Activity:
The entries are to be duplicated exactly, with nothing left out.

====

//! Canonical structured event names used across `rule-router`.

// Topic-index events.
pub const INDEX_RULE_ADD: &str = "index_rule_add";
pub const INDEX_RULE_REMOVE: &str = "index_rule_remove";
pub const INDEX_CLEARED: &str = "index_cleared";

// Pipeline events.
pub const PIPELINE_PARSE_FAILED: &str = "pipeline_parse_failed";
pub const PIPELINE_RENDER_FAILED: &str = "pipeline_render_failed";
pub const PIPELINE_PUBLISH_FAILED: &str = "pipeline_publish_failed";
pub const PIPELINE_RULES_LOADED: &str = "pipeline_rules_loaded";

// Worker and queue events.
pub const WORKER_SPAWN: &str = "worker_spawn";
pub const WORKER_RECV_CLOSED: &str = "worker_recv_closed";
pub const WORKER_MESSAGE_DROPPED: &str = "worker_message_dropped";
pub const QUEUE_SUBMIT_REJECTED: &str = "queue_submit_rejected";

// Rule-loading events.
pub const RULES_FILE_LOADED: &str = "rules_file_loaded";

// Broker adapter events.
pub const BROKER_CONNECTED: &str = "broker_connected";
pub const BROKER_DISCONNECTED: &str = "broker_disconnected";
pub const BROKER_RECONNECTED: &str = "broker_reconnected";
pub const BROKER_SUBSCRIBE: &str = "broker_subscribe";
pub const BROKER_PUBLISH_FAILED: &str = "broker_publish_failed";
pub const BROKER_ROUTE_MISSING_TARGET: &str = "broker_route_missing_target";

====

Task solution:
//! Canonical structured event names used across `rule-router`.

// Topic-index events.
pub const INDEX_RULE_ADD: &str = "index_rule_add";
pub const INDEX_RULE_REMOVE: &str = "index_rule_remove";
pub const INDEX_CLEARED: &str = "index_cleared";

// Pipeline events.
pub const PIPELINE_PARSE_FAILED: &str = "pipeline_parse_failed";
pub const PIPELINE_RENDER_FAILED: &str = "pipeline_render_failed";
pub const PIPELINE_PUBLISH_FAILED: &str = "pipeline_publish_failed";
pub const PIPELINE_RULES_LOADED: &str = "pipeline_rules_loaded";

// Worker and queue events.
pub const WORKER_SPAWN: &str = "worker_spawn";
pub const WORKER_RECV_CLOSED: &str = "worker_recv_closed";
pub const WORKER_MESSAGE_DROPPED: &str = "worker_message_dropped";
pub const QUEUE_SUBMIT_REJECTED: &str = "queue_submit_rejected";

// Rule-loading events.
pub const RULES_FILE_LOADED: &str = "rules_file_loaded";

// Broker adapter events.
pub const BROKER_CONNECTED: &str = "broker_connected";
pub const BROKER_DISCONNECTED: &str = "broker_disconnected";
pub const BROKER_RECONNECTED: &str = "broker_reconnected";
pub const BROKER_SUBSCRIBE: &str = "broker_subscribe";
pub const BROKER_PUBLISH_FAILED: &str = "broker_publish_failed";
pub const BROKER_ROUTE_MISSING_TARGET: &str = "broker_route_missing_target";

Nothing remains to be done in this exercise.